Ne è prova, altresì, l’autonomia differenziata predisposta dal ministro Calderoli. Vero: la nostra Carta (articolo 116) ne contempla l’adozione, offrendo alle 15 Regioni ordinarie una chance per ottenere nuove competenze.
Ma è un’eccezione, non la regola. Viceversa nel progetto ministeriale ciascuna Regione può ottenere tutte le 23 materie fin qui gestite dallo Stato, e senza nemmeno motivare la richiesta. Ne verrà fuori un arcobaleno di poteri, mentre diritti fondamentali come la salute, il lavoro, l’istruzione, di punto in bianco diverranno à la carte, con garanzie diverse da un territorio all’altro.
Ferendo l’eguaglianza, e in definitiva intonando un inno all’anarchia.
Terza questione: il reddito di cittadinanza. Come ogni misura normativa si può abrogare o mantenere, e si può ovviamente riformare. Invece il governo Meloni interviene con la sua arma preferita: lo spaccacapelli.

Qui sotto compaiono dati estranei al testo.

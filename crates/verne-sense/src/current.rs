//! Motor current monitor. The hall sensor output rides on a mid-rail
//! offset and is noisy under PWM load, so each reading is the mean of a
//! short rolling window rather than a single conversion.

use std::sync::atomic::{AtomicBool, Ordering};
use std::sync::{Arc, Mutex};
use std::time::Duration;

use serde::Deserialize;
use tracing::debug;
use verne_bus::{EventSource, Handler};
use verne_proto::event::CurrentEvent;
use verne_proto::SharedTelemetry;

use crate::capability::AnalogChannel;
use crate::SenseError;

const WINDOW: usize = 4;

#[derive(Debug, Clone, Deserialize)]
#[serde(default)]
pub struct CurrentConfig {
    pub poll_hz: f64,
    /// Sensor output at zero current (mid rail).
    pub zero_v: f64,
    /// Volts per ampere.
    pub sensitivity_v_per_a: f64,
}

impl Default for CurrentConfig {
    fn default() -> Self {
        Self { poll_hz: 2.0, zero_v: 2.5, sensitivity_v_per_a: 0.187 }
    }
}

impl CurrentConfig {
    pub fn amps(&self, mean_v: f64) -> f64 {
        (mean_v - self.zero_v) / self.sensitivity_v_per_a
    }
}

pub struct CurrentMonitor {
    cfg: CurrentConfig,
    channel: Mutex<Box<dyn AnalogChannel>>,
    telemetry: SharedTelemetry,
    events: EventSource<CurrentEvent, SenseError>,
    running: AtomicBool,
}

impl CurrentMonitor {
    pub fn new(
        cfg: CurrentConfig,
        channel: Box<dyn AnalogChannel>,
        telemetry: SharedTelemetry,
    ) -> Self {
        Self {
            cfg,
            channel: Mutex::new(channel),
            telemetry,
            events: EventSource::new(),
            running: AtomicBool::new(false),
        }
    }

    pub fn subscribe(&mut self, notify: &[Handler<CurrentEvent>], error: &[Handler<SenseError>]) {
        self.events.subscribe(notify, error);
    }

    /// One event per sample once the window is primed; each event carries
    /// the mean over the last four readings.
    pub async fn run(self: Arc<Self>) {
        if self.running.swap(true, Ordering::SeqCst) {
            return;
        }
        let period = Duration::from_secs_f64(1.0 / self.cfg.poll_hz);
        let mut window = [0.0f64; WINDOW];
        let mut filled: usize = 0;
        while self.running.load(Ordering::SeqCst) {
            tokio::time::sleep(period).await;
            let voltage = match self.channel.lock().unwrap().read_voltage() {
                Ok(v) => v,
                Err(e) => {
                    self.events.raise_error(SenseError::Analog(format!("{e:#}")));
                    continue;
                }
            };
            window.rotate_right(1);
            window[0] = voltage;
            if filled < WINDOW {
                filled += 1;
                if filled < WINDOW {
                    continue;
                }
            }
            let mean = window.iter().sum::<f64>() / WINDOW as f64;
            let amps = self.cfg.amps(mean);
            debug!(mean, amps, "current sample");
            let snapshot = {
                let mut t = self.telemetry.lock().unwrap();
                t.motor_current_a = Some(amps);
                t.clone()
            };
            self.events.raise_event(CurrentEvent { snapshot });
        }
    }

    pub fn stop(&self) {
        self.running.store(false, Ordering::SeqCst);
    }
}

#[cfg(test)]
mod tests {
    use super::*;
    use std::sync::atomic::AtomicUsize;
    use verne_bus::handler;

    #[test]
    fn amps_conversion_from_mid_rail_offset() {
        let cfg = CurrentConfig::default();
        assert_eq!(cfg.amps(2.5), 0.0);
        // 2.5 + 1.4 A * 0.187 V/A
        assert!((cfg.amps(2.7618) - 1.4).abs() < 1e-9);
        assert!(cfg.amps(2.3) < 0.0);
    }

    #[tokio::test(start_paused = true)]
    async fn no_event_until_the_window_is_primed() {
        let telemetry = verne_proto::telemetry::shared();
        let mut monitor = CurrentMonitor::new(
            CurrentConfig::default(),
            Box::new(crate::capability::SimAnalogChannel::new(2.5)),
            telemetry.clone(),
        );
        let hits = Arc::new(AtomicUsize::new(0));
        let hits2 = hits.clone();
        monitor.subscribe(
            &[handler(move |_: CurrentEvent| {
                let hits = hits2.clone();
                async move {
                    hits.fetch_add(1, Ordering::SeqCst);
                }
            })],
            &[],
        );
        let monitor = Arc::new(monitor);
        tokio::spawn(monitor.clone().run());

        // Three samples at 2 Hz: still priming.
        tokio::time::sleep(Duration::from_millis(1501)).await;
        tokio::task::yield_now().await;
        assert_eq!(hits.load(Ordering::SeqCst), 0);

        // Fourth sample completes the window and every sample after that
        // produces an event.
        tokio::time::sleep(Duration::from_millis(1000)).await;
        tokio::task::yield_now().await;
        assert_eq!(hits.load(Ordering::SeqCst), 2);
        monitor.stop();
        assert!((telemetry.lock().unwrap().motor_current_a.unwrap()).abs() < 1e-9);
    }
}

Lasciando a digiuno la categoria degli «occupabili», che secondo l’Istat coinvolge una platea di 846 mila persone.
Ma chi sono gli occupabili? A lume di naso, dovrebbe trattarsi di quanti non hanno difficoltà ad accedere al mercato del lavoro. Ma è una definizione astratta, dove la teoria bisticcia con il mondo reale, come hanno osservato Chiara Saraceno e vari altri studiosi. In compenso la fantasia semantica non è del tutto nuova. Già una legge del 1961 (n. 1240) parlava dei disoccupati come «incollocabili», riconoscendo loro, se non altro, un «trattamento di incollocabilità». Il nostro governo non fa nemmeno questo.
Insomma: autonomia differenziata, tassazione differenziata, trattamento differenziato agli occupabili. E differenziazione tra evasori e pagatori, tra il popolo dei furbi e il più vasto popolo dei fessi, in virtù dell’ultimo condono fiscale. La diseguaglianza come bussola di Stato.